Segment Open

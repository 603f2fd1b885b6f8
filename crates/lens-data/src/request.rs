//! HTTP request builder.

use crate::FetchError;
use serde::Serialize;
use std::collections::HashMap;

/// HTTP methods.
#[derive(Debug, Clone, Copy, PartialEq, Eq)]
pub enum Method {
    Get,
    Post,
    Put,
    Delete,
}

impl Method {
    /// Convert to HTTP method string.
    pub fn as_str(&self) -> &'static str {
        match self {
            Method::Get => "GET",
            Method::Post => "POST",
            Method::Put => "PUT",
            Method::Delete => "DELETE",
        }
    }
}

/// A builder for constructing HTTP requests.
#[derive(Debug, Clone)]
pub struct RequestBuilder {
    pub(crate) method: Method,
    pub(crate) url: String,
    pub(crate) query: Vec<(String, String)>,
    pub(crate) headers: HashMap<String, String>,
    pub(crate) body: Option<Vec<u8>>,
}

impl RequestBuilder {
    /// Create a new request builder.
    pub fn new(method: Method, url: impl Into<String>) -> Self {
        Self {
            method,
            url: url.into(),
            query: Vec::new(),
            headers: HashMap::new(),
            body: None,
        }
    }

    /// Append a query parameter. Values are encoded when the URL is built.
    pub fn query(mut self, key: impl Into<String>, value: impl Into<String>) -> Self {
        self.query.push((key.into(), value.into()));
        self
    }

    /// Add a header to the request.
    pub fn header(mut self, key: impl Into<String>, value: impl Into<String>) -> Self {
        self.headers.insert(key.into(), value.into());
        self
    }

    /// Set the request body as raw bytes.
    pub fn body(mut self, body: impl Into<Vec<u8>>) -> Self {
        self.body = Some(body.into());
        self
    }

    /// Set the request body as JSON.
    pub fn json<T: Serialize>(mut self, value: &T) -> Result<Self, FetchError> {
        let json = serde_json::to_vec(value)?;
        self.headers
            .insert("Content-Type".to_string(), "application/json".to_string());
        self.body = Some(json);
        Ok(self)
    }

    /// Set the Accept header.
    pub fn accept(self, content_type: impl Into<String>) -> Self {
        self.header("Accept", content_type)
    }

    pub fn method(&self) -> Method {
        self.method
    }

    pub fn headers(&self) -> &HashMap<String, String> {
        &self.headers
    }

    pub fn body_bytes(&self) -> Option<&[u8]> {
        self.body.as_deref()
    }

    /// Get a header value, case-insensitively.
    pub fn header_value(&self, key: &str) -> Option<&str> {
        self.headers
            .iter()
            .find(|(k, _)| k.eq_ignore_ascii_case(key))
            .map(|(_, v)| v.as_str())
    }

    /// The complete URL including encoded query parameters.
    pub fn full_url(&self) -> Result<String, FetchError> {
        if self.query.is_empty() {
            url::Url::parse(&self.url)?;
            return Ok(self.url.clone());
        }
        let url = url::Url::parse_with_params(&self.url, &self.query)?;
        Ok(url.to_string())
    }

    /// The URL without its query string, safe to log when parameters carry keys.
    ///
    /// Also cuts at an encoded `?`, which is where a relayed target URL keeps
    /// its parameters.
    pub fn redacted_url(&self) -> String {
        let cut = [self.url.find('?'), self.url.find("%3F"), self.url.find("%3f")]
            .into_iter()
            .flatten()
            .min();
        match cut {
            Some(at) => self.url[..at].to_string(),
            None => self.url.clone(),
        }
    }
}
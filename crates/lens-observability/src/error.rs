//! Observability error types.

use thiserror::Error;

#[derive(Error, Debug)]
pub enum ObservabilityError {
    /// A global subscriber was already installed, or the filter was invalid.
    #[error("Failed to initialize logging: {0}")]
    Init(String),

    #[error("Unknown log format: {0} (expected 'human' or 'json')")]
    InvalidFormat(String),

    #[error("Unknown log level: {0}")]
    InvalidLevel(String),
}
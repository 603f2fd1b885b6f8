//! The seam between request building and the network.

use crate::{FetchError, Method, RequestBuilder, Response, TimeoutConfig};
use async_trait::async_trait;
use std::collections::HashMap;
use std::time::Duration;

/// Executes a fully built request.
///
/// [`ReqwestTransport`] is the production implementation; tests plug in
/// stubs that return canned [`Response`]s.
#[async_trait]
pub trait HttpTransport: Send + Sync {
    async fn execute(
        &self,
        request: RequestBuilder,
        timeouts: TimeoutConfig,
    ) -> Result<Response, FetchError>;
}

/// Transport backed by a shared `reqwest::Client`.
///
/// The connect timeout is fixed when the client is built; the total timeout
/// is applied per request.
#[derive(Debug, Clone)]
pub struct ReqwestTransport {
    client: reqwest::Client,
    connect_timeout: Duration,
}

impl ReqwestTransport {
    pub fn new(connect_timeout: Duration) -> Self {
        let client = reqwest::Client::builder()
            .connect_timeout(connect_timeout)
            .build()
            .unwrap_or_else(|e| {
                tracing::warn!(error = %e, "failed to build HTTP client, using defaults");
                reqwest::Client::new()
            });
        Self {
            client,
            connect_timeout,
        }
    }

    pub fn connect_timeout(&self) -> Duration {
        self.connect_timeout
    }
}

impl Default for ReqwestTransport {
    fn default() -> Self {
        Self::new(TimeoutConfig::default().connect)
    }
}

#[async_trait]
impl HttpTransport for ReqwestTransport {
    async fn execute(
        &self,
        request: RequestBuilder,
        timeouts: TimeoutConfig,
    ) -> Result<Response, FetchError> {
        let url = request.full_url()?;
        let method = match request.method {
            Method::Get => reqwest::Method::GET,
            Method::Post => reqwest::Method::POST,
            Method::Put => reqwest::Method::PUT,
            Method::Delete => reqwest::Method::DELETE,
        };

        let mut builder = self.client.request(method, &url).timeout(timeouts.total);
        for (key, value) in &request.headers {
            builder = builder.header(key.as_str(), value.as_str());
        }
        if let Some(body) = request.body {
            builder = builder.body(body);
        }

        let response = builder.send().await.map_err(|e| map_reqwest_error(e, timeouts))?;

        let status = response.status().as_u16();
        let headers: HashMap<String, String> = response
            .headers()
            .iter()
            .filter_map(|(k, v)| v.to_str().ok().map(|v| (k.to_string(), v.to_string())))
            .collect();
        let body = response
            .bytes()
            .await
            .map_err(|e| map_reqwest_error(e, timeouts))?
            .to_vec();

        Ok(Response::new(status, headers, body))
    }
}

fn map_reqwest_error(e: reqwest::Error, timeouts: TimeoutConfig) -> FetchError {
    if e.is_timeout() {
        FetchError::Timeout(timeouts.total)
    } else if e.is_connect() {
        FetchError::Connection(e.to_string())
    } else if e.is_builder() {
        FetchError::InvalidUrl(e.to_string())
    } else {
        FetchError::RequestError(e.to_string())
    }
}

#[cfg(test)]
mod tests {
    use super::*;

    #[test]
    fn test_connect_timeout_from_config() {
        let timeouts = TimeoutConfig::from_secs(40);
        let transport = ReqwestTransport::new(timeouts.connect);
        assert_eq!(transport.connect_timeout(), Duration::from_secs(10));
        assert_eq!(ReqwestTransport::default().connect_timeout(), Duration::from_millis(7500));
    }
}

Segment Closed

- [WHAT YOU ARE ASKED TO DO]
Give all the records again. Match them exactly.

- [TASK RESPONSE]
repository 603f2fd1b885b6f8
filename crates/lens-data/src/request.rs
//! HTTP request builder.

use crate::FetchError;
use serde::Serialize;
use std::collections::HashMap;

/// HTTP methods.
#[derive(Debug, Clone, Copy, PartialEq, Eq)]
pub enum Method {
    Get,
    Post,
    Put,
    Delete,
}

impl Method {
    /// Convert to HTTP method string.
    pub fn as_str(&self) -> &'static str {
        match self {
            Method::Get => "GET",
            Method::Post => "POST",
            Method::Put => "PUT",
            Method::Delete => "DELETE",
        }
    }
}

/// A builder for constructing HTTP requests.
#[derive(Debug, Clone)]
pub struct RequestBuilder {
    pub(crate) method: Method,
    pub(crate) url: String,
    pub(crate) query: Vec<(String, String)>,
    pub(crate) headers: HashMap<String, String>,
    pub(crate) body: Option<Vec<u8>>,
}

impl RequestBuilder {
    /// Create a new request builder.
    pub fn new(method: Method, url: impl Into<String>) -> Self {
        Self {
            method,
            url: url.into(),
            query: Vec::new(),
            headers: HashMap::new(),
            body: None,
        }
    }

    /// Append a query parameter. Values are encoded when the URL is built.
    pub fn query(mut self, key: impl Into<String>, value: impl Into<String>) -> Self {
        self.query.push((key.into(), value.into()));
        self
    }

    /// Add a header to the request.
    pub fn header(mut self, key: impl Into<String>, value: impl Into<String>) -> Self {
        self.headers.insert(key.into(), value.into());
        self
    }

    /// Set the request body as raw bytes.
    pub fn body(mut self, body: impl Into<Vec<u8>>) -> Self {
        self.body = Some(body.into());
        self
    }

    /// Set the request body as JSON.
    pub fn json<T: Serialize>(mut self, value: &T) -> Result<Self, FetchError> {
        let json = serde_json::to_vec(value)?;
        self.headers
            .insert("Content-Type".to_string(), "application/json".to_string());
        self.body = Some(json);
        Ok(self)
    }

    /// Set the Accept header.
    pub fn accept(self, content_type: impl Into<String>) -> Self {
        self.header("Accept", content_type)
    }

    pub fn method(&self) -> Method {
        self.method
    }

    pub fn headers(&self) -> &HashMap<String, String> {
        &self.headers
    }

    pub fn body_bytes(&self) -> Option<&[u8]> {
        self.body.as_deref()
    }

    /// Get a header value, case-insensitively.
    pub fn header_value(&self, key: &str) -> Option<&str> {
        self.headers
            .iter()
            .find(|(k, _)| k.eq_ignore_ascii_case(key))
            .map(|(_, v)| v.as_str())
    }

    /// The complete URL including encoded query parameters.
    pub fn full_url(&self) -> Result<String, FetchError> {
        if self.query.is_empty() {
            url::Url::parse(&self.url)?;
            return Ok(self.url.clone());
        }
        let url = url::Url::parse_with_params(&self.url, &self.query)?;
        Ok(url.to_string())
    }

    /// The URL without its query string, safe to log when parameters carry keys.
    ///
    /// Also cuts at an encoded `?`, which is where a relayed target URL keeps
    /// its parameters.
    pub fn redacted_url(&self) -> String {
        let cut = [self.url.find('?'), self.url.find("%3F"), self.url.find("%3f")]
            .into_iter()
            .flatten()
            .min();
        match cut {
            Some(at) => self.url[..at].to_string(),
            None => self.url.clone(),
        }
    }
}
filename crates/lens-observability/src/error.rs
//! Observability error types.

use thiserror::Error;

#[derive(Error, Debug)]
pub enum ObservabilityError {
    /// A global subscriber was already installed, or the filter was invalid.
    #[error("Failed to initialize logging: {0}")]
    Init(String),

    #[error("Unknown log format: {0} (expected 'human' or 'json')")]
    InvalidFormat(String),

    #[error("Unknown log level: {0}")]
    InvalidLevel(String),
}
repository 603f2fd1b885b6f8
//! The seam between request building and the network.

use crate::{FetchError, Method, RequestBuilder, Response, TimeoutConfig};
use async_trait::async_trait;
use std::collections::HashMap;
use std::time::Duration;

/// Executes a fully built request.
///
/// [`ReqwestTransport`] is the production implementation; tests plug in
/// stubs that return canned [`Response`]s.
#[async_trait]
pub trait HttpTransport: Send + Sync {
    async fn execute(
        &self,
        request: RequestBuilder,
        timeouts: TimeoutConfig,
    ) -> Result<Response, FetchError>;
}

/// Transport backed by a shared `reqwest::Client`.
///
/// The connect timeout is fixed when the client is built; the total timeout
/// is applied per request.
#[derive(Debug, Clone)]
pub struct ReqwestTransport {
    client: reqwest::Client,
    connect_timeout: Duration,
}

impl ReqwestTransport {
    pub fn new(connect_timeout: Duration) -> Self {
        let client = reqwest::Client::builder()
            .connect_timeout(connect_timeout)
            .build()
            .unwrap_or_else(|e| {
                tracing::warn!(error = %e, "failed to build HTTP client, using defaults");
                reqwest::Client::new()
            });
        Self {
            client,
            connect_timeout,
        }
    }

    pub fn connect_timeout(&self) -> Duration {
        self.connect_timeout
    }
}

impl Default for ReqwestTransport {
    fn default() -> Self {
        Self::new(TimeoutConfig::default().connect)
    }
}

#[async_trait]
impl HttpTransport for ReqwestTransport {
    async fn execute(
        &self,
        request: RequestBuilder,
        timeouts: TimeoutConfig,
    ) -> Result<Response, FetchError> {
        let url = request.full_url()?;
        let method = match request.method {
            Method::Get => reqwest::Method::GET,
            Method::Post => reqwest::Method::POST,
            Method::Put => reqwest::Method::PUT,
            Method::Delete => reqwest::Method::DELETE,
        };

        let mut builder = self.client.request(method, &url).timeout(timeouts.total);
        for (key, value) in &request.headers {
            builder = builder.header(key.as_str(), value.as_str());
        }
        if let Some(body) = request.body {
            builder = builder.body(body);
        }

        let response = builder.send().await.map_err(|e| map_reqwest_error(e, timeouts))?;

        let status = response.status().as_u16();
        let headers: HashMap<String, String> = response
            .headers()
            .iter()
            .filter_map(|(k, v)| v.to_str().ok().map(|v| (k.to_string(), v.to_string())))
            .collect();
        let body = response
            .bytes()
            .await
            .map_err(|e| map_reqwest_error(e, timeouts))?
            .to_vec();

        Ok(Response::new(status, headers, body))
    }
}

fn map_reqwest_error(e: reqwest::Error, timeouts: TimeoutConfig) -> FetchError {
    if e.is_timeout() {
        FetchError::Timeout(timeouts.total)
    } else if e.is_connect() {
        FetchError::Connection(e.to_string())
    } else if e.is_builder() {
        FetchError::InvalidUrl(e.to_string())
    } else {
        FetchError::RequestError(e.to_string())
    }
}

#[cfg(test)]
mod tests {
    use super::*;

    #[test]
    fn test_connect_timeout_from_config() {
        let timeouts = TimeoutConfig::from_secs(40);
        let transport = ReqwestTransport::new(timeouts.connect);
        assert_eq!(transport.connect_timeout(), Duration::from_secs(10));
        assert_eq!(ReqwestTransport::default().connect_timeout(), Duration::from_millis(7500));
    }
}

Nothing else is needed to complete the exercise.